Work item: Each line of the records that includes "RepositoryError" should be found and copied.

Provided data:
= = = =

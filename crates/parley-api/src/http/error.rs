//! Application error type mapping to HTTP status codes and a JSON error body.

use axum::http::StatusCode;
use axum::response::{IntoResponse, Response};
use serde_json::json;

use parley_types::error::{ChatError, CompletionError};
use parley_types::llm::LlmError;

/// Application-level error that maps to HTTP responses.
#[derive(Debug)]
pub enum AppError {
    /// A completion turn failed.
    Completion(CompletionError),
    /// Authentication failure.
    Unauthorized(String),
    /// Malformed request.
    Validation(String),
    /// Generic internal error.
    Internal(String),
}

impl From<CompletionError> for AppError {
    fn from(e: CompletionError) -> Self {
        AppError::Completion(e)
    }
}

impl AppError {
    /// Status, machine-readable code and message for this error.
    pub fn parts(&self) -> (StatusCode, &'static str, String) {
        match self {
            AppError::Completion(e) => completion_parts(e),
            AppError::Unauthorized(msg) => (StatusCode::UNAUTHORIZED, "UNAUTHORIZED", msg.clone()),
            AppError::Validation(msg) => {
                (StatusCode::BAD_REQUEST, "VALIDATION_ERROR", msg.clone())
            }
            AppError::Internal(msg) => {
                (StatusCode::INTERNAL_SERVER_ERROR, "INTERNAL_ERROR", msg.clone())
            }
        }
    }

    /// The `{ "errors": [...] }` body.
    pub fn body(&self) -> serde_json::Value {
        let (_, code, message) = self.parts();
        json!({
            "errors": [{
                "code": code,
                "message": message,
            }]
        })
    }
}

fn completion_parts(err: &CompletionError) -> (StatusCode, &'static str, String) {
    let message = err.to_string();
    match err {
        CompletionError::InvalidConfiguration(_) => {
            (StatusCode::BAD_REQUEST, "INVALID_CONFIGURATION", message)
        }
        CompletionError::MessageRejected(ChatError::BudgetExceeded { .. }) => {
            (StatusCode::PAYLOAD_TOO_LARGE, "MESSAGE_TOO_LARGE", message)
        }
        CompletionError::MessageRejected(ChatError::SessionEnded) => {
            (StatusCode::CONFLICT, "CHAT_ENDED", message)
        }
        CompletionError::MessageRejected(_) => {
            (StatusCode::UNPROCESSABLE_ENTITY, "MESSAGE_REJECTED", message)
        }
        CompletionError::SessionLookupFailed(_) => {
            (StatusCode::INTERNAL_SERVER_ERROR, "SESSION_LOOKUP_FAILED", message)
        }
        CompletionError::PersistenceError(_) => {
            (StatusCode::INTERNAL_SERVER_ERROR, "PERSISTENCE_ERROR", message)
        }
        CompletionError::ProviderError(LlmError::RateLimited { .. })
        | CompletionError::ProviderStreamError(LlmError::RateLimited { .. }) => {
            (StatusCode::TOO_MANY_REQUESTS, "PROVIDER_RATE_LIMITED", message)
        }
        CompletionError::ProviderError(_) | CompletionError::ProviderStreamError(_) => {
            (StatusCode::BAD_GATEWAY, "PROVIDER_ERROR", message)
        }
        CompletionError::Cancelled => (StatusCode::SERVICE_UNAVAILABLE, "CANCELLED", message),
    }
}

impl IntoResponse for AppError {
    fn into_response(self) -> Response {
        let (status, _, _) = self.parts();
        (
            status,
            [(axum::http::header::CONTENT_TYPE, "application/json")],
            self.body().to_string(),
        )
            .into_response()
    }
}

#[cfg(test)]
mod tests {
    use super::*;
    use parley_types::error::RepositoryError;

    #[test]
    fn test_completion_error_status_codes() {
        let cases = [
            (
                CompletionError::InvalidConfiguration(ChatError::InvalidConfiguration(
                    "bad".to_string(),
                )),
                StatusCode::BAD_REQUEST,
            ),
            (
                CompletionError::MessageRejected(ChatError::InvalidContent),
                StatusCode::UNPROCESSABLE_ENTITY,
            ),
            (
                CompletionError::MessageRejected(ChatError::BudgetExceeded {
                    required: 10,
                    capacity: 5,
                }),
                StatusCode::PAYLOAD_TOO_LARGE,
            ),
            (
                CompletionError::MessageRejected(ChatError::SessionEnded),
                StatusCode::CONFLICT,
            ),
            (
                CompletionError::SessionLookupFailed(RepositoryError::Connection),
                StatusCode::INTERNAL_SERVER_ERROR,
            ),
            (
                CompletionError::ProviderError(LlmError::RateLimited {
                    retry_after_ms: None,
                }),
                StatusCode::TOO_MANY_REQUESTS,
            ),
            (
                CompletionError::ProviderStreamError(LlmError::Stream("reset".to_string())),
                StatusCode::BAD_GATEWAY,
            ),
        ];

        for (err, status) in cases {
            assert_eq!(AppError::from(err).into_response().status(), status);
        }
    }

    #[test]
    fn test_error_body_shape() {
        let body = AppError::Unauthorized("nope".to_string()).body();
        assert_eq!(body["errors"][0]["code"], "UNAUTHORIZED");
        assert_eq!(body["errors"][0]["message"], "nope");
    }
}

= = = =

Answer space:
    use parley_types::error::RepositoryError;
                CompletionError::SessionLookupFailed(RepositoryError::Connection),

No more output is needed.